Work required
A single number is the whole answer: the count of lines in the records where "type" occurs.

Data supplied
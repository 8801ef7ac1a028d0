//! Chessboard Image Generator
//!
//! Renders the default chessboard-in-a-frame pattern and writes it in both
//! supported formats to the current directory.
//!
//! # Usage
//!
//! ```bash
//! cargo run --bin genchess
//! ```
//!
//! # Generated Files
//!
//! - `chess.pgm` (7,657 bytes): binary PGM, frame and light squares at 255
//! - `chess.png` (7,814 bytes): 8-bit indexed PNG, black/white palette,
//!   IDAT made of stored deflate blocks

use chess_png::{get_encoder, save, Chessboard, ImageFormat};

fn main() -> chess_png::Result<()> {
    let grid = Chessboard::default().generate()?;

    for format in [ImageFormat::Pgm, ImageFormat::Png] {
        let encoder = get_encoder(format);
        let path = format!("chess.{}", encoder.extension());
        save(&path, &grid, encoder.as_ref())?;
        println!(
            "Generated {} ({}x{} pixels)",
            path,
            grid.width(),
            grid.height()
        );
    }

    Ok(())
}
// Copyright 2025 Dustin McAfee
//
// Licensed under the Apache License, Version 2.0 (the "License");
// you may not use this file except in compliance with the License.
// You may obtain a copy of the License at
//
//     http://www.apache.org/licenses/LICENSE-2.0
//
// Unless required by applicable law or agreed to in writing, software
// distributed under the License is distributed on an "AS IS" BASIS,
// WITHOUT WARRANTIES OR CONDITIONS OF ANY KIND, either express or implied.
// See the License for the specific language governing permissions and
// limitations under the License.

//! Checksums required by the PNG container and its zlib stream.
//!
//! - **CRC-32** (ISO 3309 / ITU-T V.42, reflected polynomial `0xEDB88320`):
//!   protects every PNG chunk, computed over chunk type + chunk data.
//! - **Adler-32** (RFC 1950 section 8.2): trails every zlib stream, computed
//!   over the uncompressed data.
//!
//! Both are pure and can be fed incrementally: passing the result of one call
//! as the starting state of the next gives the checksum of the concatenation.

const CRC_POLYNOMIAL: u32 = 0xEDB8_8320;

/// Largest prime smaller than 65536.
const ADLER_MODULUS: u32 = 65521;

/// Largest n such that 255n(n+1)/2 + (n+1)(MOD-1) fits in 32 bits,
/// so the modulo can be deferred for this many bytes.
const ADLER_NMAX: usize = 5552;

static CRC_TABLE: [u32; 256] = build_crc_table();

const fn build_crc_table() -> [u32; 256] {
    let mut table = [0u32; 256];
    let mut n = 0;
    while n < 256 {
        let mut c = n as u32;
        let mut k = 0;
        while k < 8 {
            c = if c & 1 != 0 {
                CRC_POLYNOMIAL ^ (c >> 1)
            } else {
                c >> 1
            };
            k += 1;
        }
        table[n] = c;
        n += 1;
    }
    table
}

/// CRC-32 of `bytes`. The empty input yields 0.
#[must_use]
pub fn crc32(bytes: &[u8]) -> u32 {
    crc32_update(0, bytes)
}

/// Continues a CRC-32 computation from a previous result.
///
/// `crc32_update(crc32(a), b) == crc32(a ++ b)`.
#[must_use]
pub fn crc32_update(crc: u32, bytes: &[u8]) -> u32 {
    let mut c = !crc;
    for &byte in bytes {
        c = CRC_TABLE[((c ^ u32::from(byte)) & 0xFF) as usize] ^ (c >> 8);
    }
    !c
}

/// Adler-32 of `bytes`. The empty input yields 1.
#[must_use]
pub fn adler32(bytes: &[u8]) -> u32 {
    adler32_update(1, bytes)
}

/// Continues an Adler-32 computation from a previous result.
#[must_use]
pub fn adler32_update(adler: u32, bytes: &[u8]) -> u32 {
    let mut a = adler & 0xFFFF;
    let mut b = adler >> 16;
    for block in bytes.chunks(ADLER_NMAX) {
        for &byte in block {
            a += u32::from(byte);
            b += a;
        }
        a %= ADLER_MODULUS;
        b %= ADLER_MODULUS;
    }
    (b << 16) | a
}
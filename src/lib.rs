// Copyright 2025 Dustin McAfee
//
// Licensed under the Apache License, Version 2.0 (the "License");
// you may not use this file except in compliance with the License.
// You may obtain a copy of the License at
//
//     http://www.apache.org/licenses/LICENSE-2.0
//
// Unless required by applicable law or agreed to in writing, software
// distributed under the License is distributed on an "AS IS" BASIS,
// WITHOUT WARRANTIES OR CONDITIONS OF ANY KIND, either express or implied.
// See the License for the specific language governing permissions and
// limitations under the License.

//! Encoders for small synthesized bitmaps.
//!
//! A [`PixelGrid`] of palette codes is written either as a binary PGM
//! ([`PgmEncoding`]) or as an indexed-color PNG ([`PngEncoding`]) whose IDAT
//! stream uses stored deflate blocks.
//!
//! # Layers
//!
//! ```text
//! container   signature + IHDR, PLTE, IDAT, IEND
//!   chunk     length, type, data, CRC-32
//!   zlib      header, stored blocks, Adler-32
//!   checksum  CRC-32, Adler-32
//! ```
//!
//! # Example
//!
//! ```
//! use chess_png::{encode_container, encode_raw, Palette, PixelGrid};
//!
//! let grid = PixelGrid::new(vec![vec![0, 1], vec![1, 0]])?;
//! let png = encode_container(&grid, Palette::monochrome())?;
//! assert_eq!(&png[..8], b"\x89PNG\r\n\x1a\n");
//!
//! let pgm = encode_raw(&grid);
//! assert!(pgm.starts_with(b"P5 2 2 255\n"));
//! # Ok::<(), chess_png::Error>(())
//! ```

pub mod checksum;
pub mod chess;
pub mod chunk;
pub mod container;
pub mod error;
pub mod grid;
pub mod pgm;
pub mod zlib;

use std::fs::File;
use std::io::{BufWriter, Write};
use std::path::Path;

pub use chess::Chessboard;
pub use container::{BitDepth, PngEncoding};
pub use error::{ConfigError, Error, Result};
pub use grid::{Palette, PixelGrid, Rgb};
pub use pgm::PgmEncoding;
pub use zlib::BlockSize;

/// Output image formats.
#[derive(Debug, Clone, Copy, PartialEq, Eq)]
pub enum ImageFormat {
    /// Binary PGM (`P5`).
    Pgm,
    /// Indexed-color PNG.
    Png,
}

/// An encoder from [`PixelGrid`] to one file format.
pub trait Encoding {
    /// Rejects input this encoder cannot represent. Writes nothing.
    ///
    /// # Errors
    ///
    /// Returns the first [`ConfigError`] found.
    fn check(&self, _grid: &PixelGrid) -> std::result::Result<(), ConfigError> {
        Ok(())
    }

    /// Validates `grid`, then writes the encoded file to `sink`.
    ///
    /// # Errors
    ///
    /// [`Error::Config`] before any byte is written, [`Error::Io`] from the
    /// sink.
    fn write_to(&self, grid: &PixelGrid, sink: &mut dyn Write) -> Result<()>;

    /// Encodes into memory.
    ///
    /// # Errors
    ///
    /// Same as [`Encoding::write_to`]; a `Vec` sink never fails.
    fn encode(&self, grid: &PixelGrid) -> Result<Vec<u8>> {
        let mut out = Vec::new();
        self.write_to(grid, &mut out)?;
        Ok(out)
    }

    /// Conventional file extension, without the dot.
    fn extension(&self) -> &'static str;
}

/// Returns an encoder for `format`. PNG output uses [`Palette::monochrome`].
#[must_use]
pub fn get_encoder(format: ImageFormat) -> Box<dyn Encoding> {
    match format {
        ImageFormat::Pgm => Box::new(PgmEncoding),
        ImageFormat::Png => Box::new(PngEncoding::new(Palette::monochrome())),
    }
}

/// Encodes `grid` as binary PGM.
#[must_use]
pub fn encode_raw(grid: &PixelGrid) -> Vec<u8> {
    pgm::encode_pgm(grid).to_vec()
}

/// Encodes `grid` as an 8-bit indexed PNG with the given palette.
///
/// # Errors
///
/// [`Error::Config`] when a code has no palette entry.
pub fn encode_container(grid: &PixelGrid, palette: Palette) -> Result<Vec<u8>> {
    PngEncoding::new(palette).encode(grid)
}

/// Encodes `grid` into the file at `path`.
///
/// The grid is checked before the file is created. The file is closed when
/// this function returns, whether or not writing succeeded; after an I/O
/// error a partial file may remain.
///
/// # Errors
///
/// [`Error::Config`] for rejected input, [`Error::Io`] for create, write or
/// flush failures.
pub fn save<P: AsRef<Path>>(path: P, grid: &PixelGrid, encoding: &dyn Encoding) -> Result<()> {
    encoding.check(grid)?;

    let mut sink = BufWriter::new(File::create(path.as_ref())?);
    encoding.write_to(grid, &mut sink)?;
    sink.flush()?;

    #[cfg(feature = "debug-logging")]
    log::info!(
        "saved {}x{} {} to {}",
        grid.width(),
        grid.height(),
        encoding.extension(),
        path.as_ref().display()
    );

    Ok(())
}

#[cfg(test)]
mod tests {
    use super::*;

    #[test]
    fn test_get_encoder_extensions() {
        assert_eq!(get_encoder(ImageFormat::Pgm).extension(), "pgm");
        assert_eq!(get_encoder(ImageFormat::Png).extension(), "png");
    }

    #[test]
    fn test_encoders_agree_with_entry_points() {
        let grid = PixelGrid::new(vec![vec![0, 1], vec![1, 0]]).unwrap();
        assert_eq!(
            get_encoder(ImageFormat::Pgm).encode(&grid).unwrap(),
            encode_raw(&grid)
        );
        assert_eq!(
            get_encoder(ImageFormat::Png).encode(&grid).unwrap(),
            encode_container(&grid, Palette::monochrome()).unwrap()
        );
    }

    #[test]
    fn test_save_rejects_before_creating_file() {
        let path = std::env::temp_dir().join(format!("chess_png_reject_{}.png", std::process::id()));
        let _ = std::fs::remove_file(&path);
        let grid = PixelGrid::new(vec![vec![0, 5]]).unwrap();

        let err = save(&path, &grid, get_encoder(ImageFormat::Png).as_ref()).unwrap_err();
        assert!(matches!(
            err,
            Error::Config(ConfigError::PaletteIndexOutOfRange { code: 5, .. })
        ));
        assert!(!path.exists());
    }

    #[test]
    fn test_save_writes_file() {
        let path = std::env::temp_dir().join(format!("chess_png_save_{}.pgm", std::process::id()));
        let grid = PixelGrid::new(vec![vec![1, 0]]).unwrap();

        save(&path, &grid, &PgmEncoding).unwrap();
        let written = std::fs::read(&path).unwrap();
        let _ = std::fs::remove_file(&path);
        assert_eq!(written, b"P5 2 1 255\n\xff\x00");
    }

    #[test]
    fn test_save_reports_create_failure() {
        let path = std::env::temp_dir()
            .join("chess_png_missing_dir")
            .join("nested")
            .join("out.png");
        let grid = PixelGrid::new(vec![vec![0]]).unwrap();
        let err = save(&path, &grid, &PgmEncoding).unwrap_err();
        assert!(matches!(err, Error::Io(_)));
    }

    /// Writes the PGM header, then fails.
    struct TruncatingEncoding;

    impl Encoding for TruncatingEncoding {
        fn write_to(&self, _grid: &PixelGrid, sink: &mut dyn Write) -> Result<()> {
            sink.write_all(b"P5 ")?;
            Err(std::io::Error::new(std::io::ErrorKind::WriteZero, "disk full").into())
        }

        fn extension(&self) -> &'static str {
            "pgm"
        }
    }

    #[test]
    fn test_save_reports_write_failure() {
        let path = std::env::temp_dir().join(format!("chess_png_partial_{}.pgm", std::process::id()));
        let grid = PixelGrid::new(vec![vec![0]]).unwrap();

        let err = save(&path, &grid, &TruncatingEncoding).unwrap_err();
        assert!(matches!(&err, Error::Io(e) if e.kind() == std::io::ErrorKind::WriteZero));

        // The sink was released: the partial file can be reopened and removed
        let partial = std::fs::read(&path).unwrap();
        std::fs::remove_file(&path).unwrap();
        assert_eq!(partial, b"P5 ");
    }
}
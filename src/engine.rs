//! Per-frame pipeline driver.
//!
//! One [`AnchorEngine::tick`] runs the whole pipeline synchronously: landmark
//! lookup, geometry mapping, smoothing, offset resolution, then presence and
//! frame-rate bookkeeping. The host loop owns timing; the engine only consumes
//! the timestamps it is handed.

use crate::{
    calibration::{CalibrationOffsetManager, TargetPosition},
    config::Config,
    filters::PointFilter,
    frame_rate::FrameRateEstimator,
    geometry::{FrameGeometryMapper, ScreenPoint, SourceFrameSize, SurfaceGeometry},
    landmarks::DetectionResult,
    presence::{PresenceState, PresenceStateMachine},
    Error, Result,
};
use log::{debug, info, warn};
use serde::{Deserialize, Serialize};

/// Marker placement mode
#[derive(Debug, Clone, Copy, PartialEq, Eq, Default, Serialize, Deserialize)]
#[serde(rename_all = "snake_case")]
pub enum TrackingMode {
    /// Marker follows the selected landmark
    #[default]
    FaceAnchored,
    /// Marker stays at the target percent of the surface
    ScreenFixed,
}

/// Camera facing
#[derive(Debug, Clone, Copy, PartialEq, Eq, Default, Serialize, Deserialize)]
#[serde(rename_all = "snake_case")]
pub enum CameraFacing {
    /// Front camera, shown mirrored
    #[default]
    User,
    /// Rear camera
    Environment,
}

impl CameraFacing {
    #[must_use]
    pub const fn mirrored(self) -> bool {
        matches!(self, Self::User)
    }
}

/// Everything the renderer needs for one frame
#[derive(Debug, Clone, Copy, PartialEq)]
pub struct FrameOutput {
    /// Resolved marker position, `None` means draw nothing
    pub point: Option<ScreenPoint>,
    /// Marker radius hint in surface pixels
    pub radius: f64,
    pub presence: PresenceState,
    /// Presence confidence in `[0, 100]`
    pub quality: f64,
    /// Latest frame-rate estimate
    pub fps: Option<u32>,
    /// A new frame-rate estimate was produced this frame
    pub fps_updated: bool,
    /// Lock requested or offset frozen
    pub locked: bool,
}

impl FrameOutput {
    fn idle(radius: f64) -> Self {
        Self {
            point: None,
            radius,
            presence: PresenceState::Searching,
            quality: 0.0,
            fps: None,
            fps_updated: false,
            locked: false,
        }
    }
}

/// Per-session state, created on start and dropped on stop
struct Session {
    source: Option<SourceFrameSize>,
    smoother: Box<dyn PointFilter>,
    calibration: CalibrationOffsetManager,
    presence: PresenceStateMachine,
    frame_rate: FrameRateEstimator,
    last_anchor: Option<ScreenPoint>,
}

/// Landmark anchoring engine
pub struct AnchorEngine {
    config: Config,
    mapper: FrameGeometryMapper,
    surface: SurfaceGeometry,
    target: TargetPosition,
    session: Option<Session>,
}

impl AnchorEngine {
    /// Create an engine from a configuration
    ///
    /// # Errors
    ///
    /// Returns an error if the configuration fails validation
    pub fn new(config: Config) -> Result<Self> {
        config.validate()?;
        info!(
            "Initializing anchor engine: mode {:?}, landmark {}",
            config.tracking.mode,
            config.tracking.landmark.index()
        );

        let surface = SurfaceGeometry::new(0.0, 0.0, 1.0, config.tracking.camera_facing.mirrored());
        let target = config.target;

        Ok(Self {
            config,
            mapper: FrameGeometryMapper::new(),
            surface,
            target,
            session: None,
        })
    }

    #[must_use]
    pub const fn config(&self) -> &Config {
        &self.config
    }

    #[must_use]
    pub const fn surface(&self) -> &SurfaceGeometry {
        &self.surface
    }

    #[must_use]
    pub const fn target(&self) -> TargetPosition {
        self.target
    }

    #[must_use]
    pub const fn is_running(&self) -> bool {
        self.session.is_some()
    }

    /// Begin a capture session with fresh state
    ///
    /// Any previous session, including its calibration, is discarded.
    ///
    /// # Errors
    ///
    /// Returns an error if the configured filters cannot be built
    pub fn start(&mut self) -> Result<()> {
        if self.session.is_some() {
            warn!("Session already running, restarting");
        }

        let session = Session {
            source: None,
            smoother: self.config.create_filter()?,
            calibration: CalibrationOffsetManager::new(self.config.offset_policy()),
            presence: PresenceStateMachine::new(
                self.config.presence.step_up,
                self.config.presence.step_down,
                self.config.presence.lost_after_misses,
            )?,
            frame_rate: FrameRateEstimator::new(self.config.frame_rate.window_ms)?,
            last_anchor: None,
        };
        info!("Session started with {} anchor filter", session.smoother.name());
        self.session = Some(session);
        Ok(())
    }

    /// End the session and drop all derived state
    pub fn stop(&mut self) {
        if self.session.take().is_some() {
            info!("Session stopped");
        }
    }

    /// Record the native video resolution once the stream is running
    ///
    /// # Errors
    ///
    /// Returns an error outside a session, for an unsized frame, or if a
    /// different size was already recorded for this session
    pub fn set_source_size(&mut self, source: SourceFrameSize) -> Result<()> {
        let session = self
            .session
            .as_mut()
            .ok_or_else(|| Error::SessionError("Source size set outside a session".to_string()))?;

        if !source.is_sized() {
            return Err(Error::InvalidInput(format!(
                "Source frame size must be positive, got {}x{}",
                source.width, source.height
            )));
        }

        match session.source {
            Some(existing) if existing != source => Err(Error::SessionError(format!(
                "Source size is fixed at {}x{} for this session",
                existing.width, existing.height
            ))),
            Some(_) => Ok(()),
            None => {
                info!("Source frame size {}x{}", source.width, source.height);
                session.source = Some(source);
                Ok(())
            }
        }
    }

    /// Apply a surface resize; used from the next tick on
    pub fn set_surface(&mut self, width: f64, height: f64, device_pixel_ratio: f64) {
        debug!("Surface resized to {width}x{height} @{device_pixel_ratio}x");
        self.surface = SurfaceGeometry::new(width, height, device_pixel_ratio, self.surface.mirrored);
    }

    /// Switch camera facing, which toggles horizontal mirroring
    pub fn set_camera_facing(&mut self, facing: CameraFacing) {
        info!("Camera facing {facing:?}");
        self.config.tracking.camera_facing = facing;
        self.surface.mirrored = facing.mirrored();
    }

    /// Request a calibration lock; the offset is captured on the next frame with a face
    ///
    /// # Errors
    ///
    /// Returns an error when no session is running
    pub fn request_lock(&mut self) -> Result<()> {
        let session = self
            .session
            .as_mut()
            .ok_or_else(|| Error::SessionError("Cannot lock without a running session".to_string()))?;
        session.calibration.arm();
        Ok(())
    }

    /// Release the calibration lock
    pub fn unlock(&mut self) {
        if let Some(session) = self.session.as_mut() {
            session.calibration.unlock();
        }
    }

    /// Whether a lock is requested or frozen
    #[must_use]
    pub fn is_locked(&self) -> bool {
        self.session.as_ref().is_some_and(|s| s.calibration.is_locked())
    }

    /// Move the target
    ///
    /// Returns `Ok(false)` without changing anything while locked, since the
    /// target is frozen for the duration of a lock.
    ///
    /// # Errors
    ///
    /// Returns an error if the target is invalid
    pub fn set_target(&mut self, target: TargetPosition) -> Result<bool> {
        target.validate()?;
        if self.is_locked() {
            warn!("Target change ignored while locked");
            return Ok(false);
        }
        self.target = target;
        Ok(true)
    }

    /// Run one frame of the pipeline
    ///
    /// `detection` is `None` when the detector has no result for this tick,
    /// which counts the same as a frame without a face.
    pub fn tick(&mut self, detection: Option<&DetectionResult>, timestamp_ms: f64) -> FrameOutput {
        let radius = self.target.radius;
        let Some(session) = self.session.as_mut() else {
            return FrameOutput::idle(radius);
        };

        let fps_updated = session.frame_rate.tick(timestamp_ms).is_some();

        let landmark_index = self.config.tracking.landmark.index();
        let raw_anchor = detection
            .and_then(|d| d.landmark(landmark_index))
            .zip(session.source)
            .and_then(|(point, source)| self.mapper.map(point, source, &self.surface));

        let presence = session.presence.update(raw_anchor.is_some());
        if presence.reacquired {
            session.smoother.reset();
        }

        if let Some(raw) = raw_anchor {
            session.last_anchor = Some(session.smoother.apply(raw));
        }

        let point = if session.presence.overlay_visible() {
            session.last_anchor.map(|anchor| {
                let target_px = self.target.to_screen(&self.surface);
                // A held anchor never captures the offset
                if raw_anchor.is_some() {
                    session.calibration.capture_if_armed(anchor, target_px);
                }
                session.calibration.resolve_frame(anchor, target_px)
            })
        } else {
            None
        };

        FrameOutput {
            point,
            radius,
            presence: presence.state,
            quality: presence.quality,
            fps: session.frame_rate.last_estimate(),
            fps_updated,
            locked: session.calibration.is_locked(),
        }
    }
}
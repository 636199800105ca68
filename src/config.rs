//! Configuration management for the anchoring engine

use crate::calibration::{OffsetPolicy, TargetPosition};
use crate::constants::{
    DEFAULT_FPS_WINDOW_MS, DEFAULT_LOST_AFTER_MISSES, DEFAULT_QUALITY_STEP_DOWN, DEFAULT_QUALITY_STEP_UP,
    DEFAULT_SMOOTHING_ALPHA,
};
use crate::engine::{CameraFacing, TrackingMode};
use crate::filters::{exponential::validate_alpha, PointFilter};
use crate::landmarks::LandmarkSelection;
use crate::{Error, Result};
use serde::{Deserialize, Serialize};
use std::path::Path;

/// Engine configuration
#[derive(Debug, Clone, Default, PartialEq, Serialize, Deserialize)]
#[serde(default)]
pub struct Config {
    /// What is tracked and how the camera is oriented
    pub tracking: TrackingConfig,

    /// Anchor smoothing
    pub smoothing: SmoothingConfig,

    /// Presence state machine tuning
    pub presence: PresenceConfig,

    /// Initial target position and marker radius
    pub target: TargetPosition,

    /// Frame-rate estimation
    pub frame_rate: FrameRateConfig,
}

/// Tracking configuration
#[derive(Debug, Clone, Default, PartialEq, Serialize, Deserialize)]
#[serde(default)]
pub struct TrackingConfig {
    /// Face-anchored or screen-fixed marker
    pub mode: TrackingMode,

    /// Landmark read from the first face
    pub landmark: LandmarkSelection,

    /// Camera facing; the user-facing camera is shown mirrored
    pub camera_facing: CameraFacing,
}

/// Smoothing configuration
#[derive(Debug, Clone, PartialEq, Serialize, Deserialize)]
#[serde(default)]
pub struct SmoothingConfig {
    /// Smooth the face anchor (ignored in screen-fixed mode)
    pub enabled: bool,

    /// Exponential smoothing factor in (0, 1]; higher is more responsive
    pub alpha: f64,
}

/// Presence configuration
#[derive(Debug, Clone, PartialEq, Serialize, Deserialize)]
#[serde(default)]
pub struct PresenceConfig {
    /// Quality gained per frame with a face
    pub step_up: f64,

    /// Quality lost per frame without a face
    pub step_down: f64,

    /// Consecutive missed frames before a detected face counts as lost
    pub lost_after_misses: u32,
}

/// Frame-rate estimation configuration
#[derive(Debug, Clone, PartialEq, Serialize, Deserialize)]
#[serde(default)]
pub struct FrameRateConfig {
    /// Window length in milliseconds
    pub window_ms: f64,
}

impl Default for SmoothingConfig {
    fn default() -> Self {
        Self {
            enabled: true,
            alpha: DEFAULT_SMOOTHING_ALPHA,
        }
    }
}

impl Default for PresenceConfig {
    fn default() -> Self {
        Self {
            step_up: DEFAULT_QUALITY_STEP_UP,
            step_down: DEFAULT_QUALITY_STEP_DOWN,
            lost_after_misses: DEFAULT_LOST_AFTER_MISSES,
        }
    }
}

impl Default for FrameRateConfig {
    fn default() -> Self {
        Self {
            window_ms: DEFAULT_FPS_WINDOW_MS,
        }
    }
}

impl Config {
    /// Load configuration from a YAML file
    ///
    /// # Errors
    ///
    /// Returns an error if the file cannot be read or parsed
    pub fn from_file<P: AsRef<Path>>(path: P) -> Result<Self> {
        let content = std::fs::read_to_string(path)?;
        Self::from_yaml(&content)
    }

    /// Parse configuration from YAML text
    ///
    /// # Errors
    ///
    /// Returns an error if the text is not a valid configuration document
    pub fn from_yaml(content: &str) -> Result<Self> {
        serde_yaml::from_str(content).map_err(|e| Error::ConfigError(format!("Failed to parse config: {e}")))
    }

    /// Save configuration to a YAML file
    ///
    /// # Errors
    ///
    /// Returns an error if serialization or the write fails
    pub fn to_file<P: AsRef<Path>>(&self, path: P) -> Result<()> {
        let content = serde_yaml::to_string(self)?;
        std::fs::write(path, content)?;
        Ok(())
    }

    /// Offset policy implied by the tracking mode
    #[must_use]
    pub const fn offset_policy(&self) -> OffsetPolicy {
        match self.tracking.mode {
            TrackingMode::FaceAnchored => OffsetPolicy::AnchorRelative,
            TrackingMode::ScreenFixed => OffsetPolicy::Static,
        }
    }

    /// Create the anchor filter from configuration
    ///
    /// Screen-fixed targets are not face-derived and always bypass smoothing.
    ///
    /// # Errors
    ///
    /// Returns an error if smoothing is enabled with an invalid alpha
    pub fn create_filter(&self) -> Result<Box<dyn PointFilter>> {
        let name = if self.smoothing.enabled && self.tracking.mode == TrackingMode::FaceAnchored {
            "exponential"
        } else {
            "none"
        };
        crate::filters::create_filter(name, self.smoothing.alpha)
    }

    /// Validate configuration
    ///
    /// # Errors
    ///
    /// Returns a configuration error describing the first invalid value
    pub fn validate(&self) -> Result<()> {
        // Checked even when smoothing is off
        validate_alpha(self.smoothing.alpha)?;

        if !(self.presence.step_up.is_finite() && self.presence.step_up > 0.0) {
            return Err(Error::ConfigError(
                "Presence step up must be greater than 0".to_string(),
            ));
        }
        if !(self.presence.step_down.is_finite() && self.presence.step_down > self.presence.step_up) {
            return Err(Error::ConfigError(
                "Presence step down must be greater than step up".to_string(),
            ));
        }
        if self.presence.lost_after_misses == 0 {
            return Err(Error::ConfigError(
                "Lost-after-misses must be at least 1".to_string(),
            ));
        }

        self.target.validate()?;

        if !(self.frame_rate.window_ms.is_finite() && self.frame_rate.window_ms > 0.0) {
            return Err(Error::ConfigError(
                "Frame-rate window must be greater than 0 ms".to_string(),
            ));
        }

        Ok(())
    }
}

/// Example configuration file content
pub const EXAMPLE_CONFIG: &str = r#"# Landmark anchor configuration

# What to track
tracking:
  mode: face_anchored        # face_anchored | screen_fixed
  landmark: right_eye_outer  # left_eye_outer | right_eye_outer
  camera_facing: user        # user (mirrored) | environment

# Anchor smoothing
smoothing:
  enabled: true
  alpha: 0.3

# Presence state machine
presence:
  step_up: 4.0
  step_down: 10.0
  lost_after_misses: 1

# Initial target, percent of the surface plus radius in pixels
target:
  x_pct: 62.0
  y_pct: 42.0
  radius: 18.0

# Frame-rate estimation
frame_rate:
  window_ms: 500.0
"#;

Response box
2